La difesa chiede una nuova perizia

Omicidio Rea in Cassazione: per i legali l’impronta insanguinata non è di Parolisi
TERAMO. La difesa si prepara ad affrontare la Cassazione e torna a puntare sull’impronta insanguinata per chiedere un nuovo processo d’appello per l’ex caporal maggiore dell’esercito Salvatore Parolisi accusato di aver ucciso la moglie Melania Rea e condannato a 30 anni in secondo grado. Il delitto, consumato nel bosco di Ripe di Civitella il 18 aprile del 2011 quando la donna venne massacrata con 35 coltellate, il 10 febbraio arriverà all’esame dei giudici della Suprema Corte. Si tratta dell’impronta di scarpa insanguinata isolata dagli investigatori alla base del chiosco del bosco. Parolisi continua a ribadire che quella impronta non è la sua. La Corte d’Appello dell’Aquila ha ritenuto l’analisi di tale traccia non necessaria ai fini della decisione, rigettando così la richiesta di approfondimento avanzata dalla difesa già in apertura del processo di secondo grado. Quell’impronta non è riconducibile a calzature indossate nè da Melania, nè da altri che hanno transitato successivamente sulla scena del delitto.

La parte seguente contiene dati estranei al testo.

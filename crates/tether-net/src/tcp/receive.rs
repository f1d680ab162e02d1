//! The per-connection polling receive loop.

use std::io;
use std::sync::Arc;
use std::time::Duration;

use bytes::Bytes;
use tether_core::logging::targets;
use tokio::net::tcp::OwnedReadHalf;
use tokio::task::JoinHandle;
use tokio::time::{Instant, MissedTickBehavior, interval_at};

use super::bus::NotificationBus;
use super::config::TcpClientConfig;
use super::connection::{ConnectionId, Link};
use super::framing::FrameAssembler;
use super::message::MessageContext;

/// Why the loop ended.
#[derive(Clone, Copy, Debug, PartialEq, Eq)]
enum StopReason {
    Requested,
    PeerClosed,
}

/// Bytes drained by one tick.
struct Drained {
    chunk: Vec<u8>,
    closed: bool,
}

/// Polls one connection at a fixed rate and feeds the notification bus.
///
/// Owns the read half and the carry buffer; nothing else touches either. Each
/// tick drains whatever is available into a single chunk, so one physical
/// read produces one notification batch.
pub(crate) struct ReceiveLoop {
    reader: OwnedReadHalf,
    link: Arc<Link>,
    assembler: FrameAssembler,
    context: MessageContext,
    bus: NotificationBus,
    poll_interval: Duration,
    buffer: Vec<u8>,
    flush_on_disconnect: bool,
}

impl ReceiveLoop {
    pub(crate) fn new(
        reader: OwnedReadHalf,
        link: Arc<Link>,
        bus: NotificationBus,
        config: &TcpClientConfig,
    ) -> Self {
        let context = MessageContext::new(&link, config);
        Self {
            reader,
            link,
            assembler: FrameAssembler::new(config.delimiter),
            context,
            bus,
            poll_interval: config.poll_interval,
            buffer: vec![0u8; config.read_buffer_size],
            flush_on_disconnect: config.flush_on_disconnect,
        }
    }

    pub(crate) fn spawn(self) -> JoinHandle<()> {
        tokio::spawn(self.run())
    }

    async fn run(mut self) {
        let mut ticker = interval_at(Instant::now() + self.poll_interval, self.poll_interval);
        ticker.set_missed_tick_behavior(MissedTickBehavior::Delay);

        let reason = loop {
            ticker.tick().await;
            if self.link.stop_requested() {
                break StopReason::Requested;
            }
            if self.tick() {
                break StopReason::PeerClosed;
            }
        };

        self.finish(reason).await;
    }

    /// Run one poll. Returns `true` when the peer has gone away.
    fn tick(&mut self) -> bool {
        let drained = self.drain();
        let Drained { chunk, closed } = settle(drained, self.link.info().id);
        if !chunk.is_empty() {
            self.deliver(chunk);
        }
        closed
    }

    /// Read everything currently available without blocking.
    fn drain(&mut self) -> io::Result<Drained> {
        let mut chunk = Vec::new();
        loop {
            match self.reader.try_read(&mut self.buffer) {
                Ok(0) => return Ok(Drained { chunk, closed: true }),
                Ok(n) => {
                    chunk.extend_from_slice(&self.buffer[..n]);
                    if n < self.buffer.len() {
                        break;
                    }
                }
                Err(e) if e.kind() == io::ErrorKind::WouldBlock => break,
                Err(e) if is_disconnect(&e) => return Ok(Drained { chunk, closed: true }),
                Err(e) if chunk.is_empty() => return Err(e),
                Err(e) => {
                    // Deliver what was read; the error resurfaces on the next tick.
                    tracing::debug!(target: targets::RECEIVE, error = %e, "read failed after partial chunk");
                    break;
                }
            }
        }
        Ok(Drained {
            chunk,
            closed: false,
        })
    }

    fn deliver(&mut self, chunk: Vec<u8>) {
        tracing::trace!(
            target: targets::RECEIVE,
            connection = %self.link.info().id,
            len = chunk.len(),
            "chunk received"
        );
        let frames = self
            .assembler
            .push(&chunk)
            .into_iter()
            .map(|frame| self.context.message(frame))
            .collect();
        let chunk = self.context.message(Bytes::from(chunk));
        self.bus.dispatch_chunk(frames, chunk);
    }

    async fn finish(mut self, reason: StopReason) {
        if self.flush_on_disconnect
            && let Some(rest) = self.assembler.take_carry()
        {
            self.bus.dispatch_frame(self.context.message(rest));
        }

        self.link.mark_closed();
        self.link.release().await;
        let info = self.link.info().clone();
        drop(self.reader);

        tracing::debug!(
            target: targets::RECEIVE,
            connection = %info.id,
            peer = %info.peer_addr,
            ?reason,
            "receive loop stopped"
        );
        self.bus.dispatch_disconnect(info);
    }
}

/// Absorb a failed tick: log it and carry on as if nothing was read.
fn settle(result: io::Result<Drained>, connection: ConnectionId) -> Drained {
    result.unwrap_or_else(|e| {
        tracing::warn!(
            target: targets::RECEIVE,
            %connection,
            error = %e,
            "receive tick failed"
        );
        Drained {
            chunk: Vec::new(),
            closed: false,
        }
    })
}

fn is_disconnect(e: &io::Error) -> bool {
    matches!(
        e.kind(),
        io::ErrorKind::ConnectionReset
            | io::ErrorKind::ConnectionAborted
            | io::ErrorKind::BrokenPipe
            | io::ErrorKind::NotConnected
            | io::ErrorKind::UnexpectedEof
    )
}

#[cfg(test)]
mod tests {
    use super::*;

    #[test]
    fn test_disconnect_kinds() {
        assert!(is_disconnect(&io::Error::from(io::ErrorKind::ConnectionReset)));
        assert!(is_disconnect(&io::Error::from(io::ErrorKind::BrokenPipe)));
        assert!(!is_disconnect(&io::Error::from(io::ErrorKind::Interrupted)));
        assert!(!is_disconnect(&io::Error::from(io::ErrorKind::WouldBlock)));
    }

    #[test]
    fn test_failed_tick_keeps_loop_running() {
        let settled = settle(
            Err(io::Error::other("transient failure")),
            ConnectionId::new(),
        );
        assert!(settled.chunk.is_empty());
        assert!(!settled.closed);

        let settled = settle(
            Err(io::Error::from(io::ErrorKind::Interrupted)),
            ConnectionId::new(),
        );
        assert!(!settled.closed);
    }

    #[test]
    fn test_successful_tick_passes_through() {
        let settled = settle(
            Ok(Drained {
                chunk: b"abc".to_vec(),
                closed: true,
            }),
            ConnectionId::new(),
        );
        assert_eq!(settled.chunk, b"abc");
        assert!(settled.closed);
    }
}
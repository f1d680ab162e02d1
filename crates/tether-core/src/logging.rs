//! Logging facilities for Tether.
//!
//! Tether uses the `tracing` crate for instrumentation and never installs a
//! subscriber itself. To see logs, install one in your application:
//!
//! ```ignore
//! fn main() {
//!     tracing_subscriber::fmt()
//!         .with_env_filter("tether_net=debug")
//!         .init();
//!
//!     // Your application code...
//! }
//! ```

/// Target names for log filtering.
///
/// Use these with `tracing` directives to filter logs by subsystem.
pub mod targets {
    /// Core crate target.
    pub const CORE: &str = "tether_core";
    /// Signal/slot system target.
    pub const SIGNAL: &str = "tether_core::signal";
    /// Connection establishment target.
    pub const CONNECT: &str = "tether_net::connect";
    /// Receive loop target.
    pub const RECEIVE: &str = "tether_net::receive";
    /// Listening server target.
    pub const SERVER: &str = "tether_net::server";
}

#[cfg(test)]
mod tests {
    use super::targets;

    #[test]
    fn test_targets_are_namespaced() {
        for target in [targets::SIGNAL, targets::CONNECT, targets::RECEIVE, targets::SERVER] {
            assert!(target.starts_with("tether_"), "{target}");
            assert!(target.contains("::"), "{target}");
        }
        assert!(targets::SIGNAL.starts_with(targets::CORE));
    }
}
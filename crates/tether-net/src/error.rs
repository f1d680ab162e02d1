//! Error types for the networking module.

use std::io;
use std::sync::Arc;

/// Network-specific errors.
///
/// I/O causes are kept behind an `Arc` so the error stays `Clone`.
#[derive(Debug, Clone, thiserror::Error)]
pub enum NetworkError {
    /// A required argument was missing or malformed.
    #[error("Invalid argument: {0}")]
    InvalidArgument(String),
    /// The host name could not be resolved to any address.
    #[error("Could not resolve host '{host}': {message}")]
    Resolution {
        /// The host that failed to resolve.
        host: String,
        /// Resolver diagnostic.
        message: String,
    },
    /// The handshake did not finish within the deadline.
    #[error("Connection attempt timed out")]
    Timeout,
    /// The handshake failed for a reason other than the deadline.
    #[error("Connection error: {message}")]
    Connection {
        /// Human-readable summary.
        message: String,
        /// The captured cause, if one was observed.
        #[source]
        source: Option<Arc<io::Error>>,
    },
    /// A write was attempted with no live connection.
    #[error("Not connected")]
    NotConnected,
    /// A connect was attempted while a connection is live.
    #[error("Already connected to {0}")]
    AlreadyConnected(String),
    /// The client has been disposed.
    #[error("Client has been disposed")]
    Disposed,
    /// The listening socket could not be bound.
    #[error("Failed to bind {address}: {source}")]
    Bind {
        /// The address that was requested.
        address: String,
        /// The underlying bind failure.
        #[source]
        source: Arc<io::Error>,
    },
    /// I/O error on a live connection.
    #[error("I/O error: {0}")]
    Io(#[source] Arc<io::Error>),
}

impl NetworkError {
    /// Create a connection error wrapping a captured cause.
    pub fn connection(source: io::Error) -> Self {
        Self::Connection {
            message: source.to_string(),
            source: Some(Arc::new(source)),
        }
    }

    /// Create a connection error without a captured cause.
    pub fn connection_failed(message: impl Into<String>) -> Self {
        Self::Connection {
            message: message.into(),
            source: None,
        }
    }

    /// Check if this error is a deadline expiry.
    pub fn is_timeout(&self) -> bool {
        matches!(self, Self::Timeout)
    }
}

impl From<io::Error> for NetworkError {
    fn from(err: io::Error) -> Self {
        Self::Io(Arc::new(err))
    }
}

/// A specialized Result type for network operations.
pub type Result<T> = std::result::Result<T, NetworkError>;

#[cfg(test)]
mod tests {
    use super::*;
    use std::error::Error as _;

    #[test]
    fn test_connection_error_keeps_source() {
        let err = NetworkError::connection(io::Error::from(io::ErrorKind::ConnectionRefused));
        assert!(err.source().is_some());
        assert!(err.to_string().starts_with("Connection error"));
        assert!(!err.is_timeout());
    }

    #[test]
    fn test_generic_connection_error_has_no_source() {
        let err = NetworkError::connection_failed("connection attempt failed");
        assert!(err.source().is_none());
        assert_eq!(err.to_string(), "Connection error: connection attempt failed");
    }

    #[test]
    fn test_io_conversion() {
        let err: NetworkError = io::Error::from(io::ErrorKind::BrokenPipe).into();
        assert!(matches!(err, NetworkError::Io(_)));
        assert!(NetworkError::Timeout.is_timeout());
    }
}
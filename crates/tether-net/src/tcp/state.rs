//! State enums for TCP clients and servers.

/// Current state of a TCP client.
#[derive(Clone, Copy, Debug, Default, PartialEq, Eq)]
pub enum TcpConnectionState {
    /// Not connected to any peer.
    #[default]
    Disconnected,
    /// A connect call is in progress.
    Connecting,
    /// Connected and ready to send/receive data.
    Connected,
    /// The client was disposed and cannot connect again.
    Disposed,
}

impl std::fmt::Display for TcpConnectionState {
    fn fmt(&self, f: &mut std::fmt::Formatter<'_>) -> std::fmt::Result {
        match self {
            Self::Disconnected => write!(f, "Disconnected"),
            Self::Connecting => write!(f, "Connecting"),
            Self::Connected => write!(f, "Connected"),
            Self::Disposed => write!(f, "Disposed"),
        }
    }
}

/// Current state of a TCP server.
#[derive(Clone, Copy, Debug, Default, PartialEq, Eq)]
pub enum TcpServerState {
    /// Server is not running.
    #[default]
    Stopped,
    /// Server is listening for connections.
    Listening,
    /// Server is shutting down.
    Stopping,
}

impl std::fmt::Display for TcpServerState {
    fn fmt(&self, f: &mut std::fmt::Formatter<'_>) -> std::fmt::Result {
        match self {
            Self::Stopped => write!(f, "Stopped"),
            Self::Listening => write!(f, "Listening"),
            Self::Stopping => write!(f, "Stopping"),
        }
    }
}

Sostiene Nicodemo Gentile, uno dei difensori del caporal maggiore: «Noi siamo convinti e ribadiamo, così come già fatto, che potrebbe trattarsi di un’ impronta di piccole dimensioni, sicuramente non superiore al numero 40, mentre Parolisi calza il 43. Questo elemento potrebbe aprire scenari diversi, confermando la validità delle ragioni della difesa che ha chiesto alla Cassazione di annullare la sentenza appello sotto questo profilo rinviando al nuovo giudice affinchè effettui un’analisi tecnica approfondita sull’impronta».(d.p.)